Work item:
Reproduce the opening lines of the records exactly, up to and including the line in which "pub const NA_CHARSIZE: usize = 2;" occurs.

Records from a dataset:
****************
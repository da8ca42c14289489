//! Nucleotide Lookup Table
//!
//! Reference: ncbi-blast/c++/src/algo/blast/core/blast_nalookup.c
//!
//! Direct-address table over 4^`lut_word_length` slots. Query words are hashed
//! from BLASTNA codes (A=0, C=1, G=2, T=3), first base most significant, which
//! is the same order packed ncbi2na subjects are read in. Anything above 3 is an
//! ambiguity code and never takes part in an indexed word.

use std::ops::Range;

use log::debug;

use super::blast_lookup::{index_exact_words, query_offset, TableGeometry, ThickBackbone, ThinBackbone};
use super::blast_options::NaLookupOptions;
use crate::error::Result;

/// Letters in the nucleotide lookup alphabet.
pub const NA_ALPHABET_SIZE: usize = 4;
/// Bits per base in a nucleotide word hash.
pub const NA_CHARSIZE: usize = 2;

/// Mutable nucleotide table, filled while queries are indexed.
#[derive(Debug)]
pub struct NaLookupTableBuilder {
    options: NaLookupOptions,
    geometry: TableGeometry,
    backbone: ThinBackbone,
}

impl NaLookupTableBuilder {
    pub fn new(options: NaLookupOptions) -> Result<Self> {
        options.validate()?;
        let geometry = TableGeometry::new(options.lut_word_length, NA_ALPHABET_SIZE, NA_CHARSIZE);
        let backbone = ThinBackbone::new(geometry.backbone_size)?;
        Ok(Self {
            options,
            geometry,
            backbone,
        })
    }

    #[inline]
    pub fn options(&self) -> &NaLookupOptions {
        &self.options
    }

    #[inline]
    pub fn geometry(&self) -> &TableGeometry {
        &self.geometry
    }

    /// Hits added so far.
    #[inline]
    pub fn num_hits(&self) -> usize {
        self.backbone.num_hits()
    }

    /// Record that `word` (`lut_word_length` BLASTNA codes, all below 4) occurs in
    /// the query at `query_offset`.
    pub fn add_word_hit(&mut self, word: &[u8], query_offset: i32) -> Result<()> {
        let index = self.geometry.word_index(word)?;
        self.backbone.add_hit(index, query_offset)
    }

    /// Index every word start of `query` (BLASTNA codes) inside `locations`, storing
    /// `position + query_bias`. Returns the number of hits added.
    pub fn index_query_exact_matches(
        &mut self,
        query: &[u8],
        query_bias: i32,
        locations: &[Range<usize>],
    ) -> Result<usize> {
        // Validate the bias once up front so an empty range list still reports it.
        query_offset(query_bias, 0)?;
        let added = index_exact_words(
            &mut self.backbone,
            &self.geometry,
            self.options.word_length,
            self.options.variable_wordsize,
            query,
            query_bias,
            locations,
        )?;
        debug!(
            "indexed {} nucleotide words from {} ranges (lut_word_length={})",
            added,
            locations.len(),
            self.geometry.word_length
        );
        Ok(added)
    }

    /// Freeze the table. Consumes the builder, so nothing can be inserted afterwards.
    pub fn finalize(self) -> Result<NaLookupTable> {
        let backbone = self.backbone.compact()?;
        Ok(NaLookupTable {
            options: self.options,
            geometry: self.geometry,
            scan_step: self.options.effective_scan_step(),
            backbone,
        })
    }
}

/// Frozen nucleotide table, shared read-only by any number of scanners.
#[derive(Debug, Clone)]
pub struct NaLookupTable {
    options: NaLookupOptions,
    geometry: TableGeometry,
    scan_step: usize,
    backbone: ThickBackbone,
}

impl NaLookupTable {
    /// Bases per backbone word.
    #[inline]
    pub fn lut_word_length(&self) -> usize {
        self.geometry.word_length
    }

    /// Seed length later stages require.
    #[inline]
    pub fn word_length(&self) -> usize {
        self.options.word_length
    }

    #[inline]
    pub fn scan_step(&self) -> usize {
        self.scan_step
    }

    #[inline]
    pub fn ag_scanning(&self) -> bool {
        self.options.ag_scanning
    }

    #[inline]
    pub fn variable_wordsize(&self) -> bool {
        self.options.variable_wordsize
    }

    #[inline]
    pub fn mask(&self) -> usize {
        self.geometry.mask
    }

    #[inline]
    pub fn backbone_size(&self) -> usize {
        self.geometry.backbone_size
    }

    #[inline]
    pub fn longest_chain(&self) -> usize {
        self.backbone.longest_chain()
    }

    #[inline]
    pub fn backbone(&self) -> &ThickBackbone {
        &self.backbone
    }

    #[inline]
    pub fn options(&self) -> &NaLookupOptions {
        &self.options
    }
}
//! Error type for lookup table construction and database mapping.

use std::collections::TryReserveError;
use std::io;
use std::path::PathBuf;

use thiserror::Error;

/// Errors surfaced by indexing, finalization and RPS table construction.
///
/// Scanning never fails; every variant here is detected before the first
/// subject is scanned.
#[derive(Debug, Error)]
pub enum LookupError {
    /// A backbone, chain arena, overflow array or presence vector could not grow.
    /// The caller is expected to discard the table being built.
    #[error("allocation failure while growing {what}: {source}")]
    AllocationFailure {
        what: &'static str,
        #[source]
        source: TryReserveError,
    },

    /// Inconsistent options, out-of-alphabet words or a corrupt mapped table.
    #[error("malformed input: {0}")]
    MalformedInput(String),

    /// A profile database file could not be opened or memory-mapped.
    #[error("cannot map {}: {source}", path.display())]
    MappingUnavailable {
        path: PathBuf,
        #[source]
        source: io::Error,
    },
}

impl LookupError {
    pub(crate) fn malformed(msg: impl Into<String>) -> Self {
        LookupError::MalformedInput(msg.into())
    }

    pub(crate) fn alloc(what: &'static str) -> impl FnOnce(TryReserveError) -> Self {
        move |source| LookupError::AllocationFailure { what, source }
    }
}

/// Convenience alias used throughout the crate.
pub type Result<T> = std::result::Result<T, LookupError>;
****************
Exercise result:
repository da8ca42c14289489
//! Nucleotide Lookup Table
//!
//! Reference: ncbi-blast/c++/src/algo/blast/core/blast_nalookup.c
//!
//! Direct-address table over 4^`lut_word_length` slots. Query words are hashed
//! from BLASTNA codes (A=0, C=1, G=2, T=3), first base most significant, which
//! is the same order packed ncbi2na subjects are read in. Anything above 3 is an
//! ambiguity code and never takes part in an indexed word.

use std::ops::Range;

use log::debug;

use super::blast_lookup::{index_exact_words, query_offset, TableGeometry, ThickBackbone, ThinBackbone};
use super::blast_options::NaLookupOptions;
use crate::error::Result;

/// Letters in the nucleotide lookup alphabet.
pub const NA_ALPHABET_SIZE: usize = 4;
/// Bits per base in a nucleotide word hash.
pub const NA_CHARSIZE: usize = 2;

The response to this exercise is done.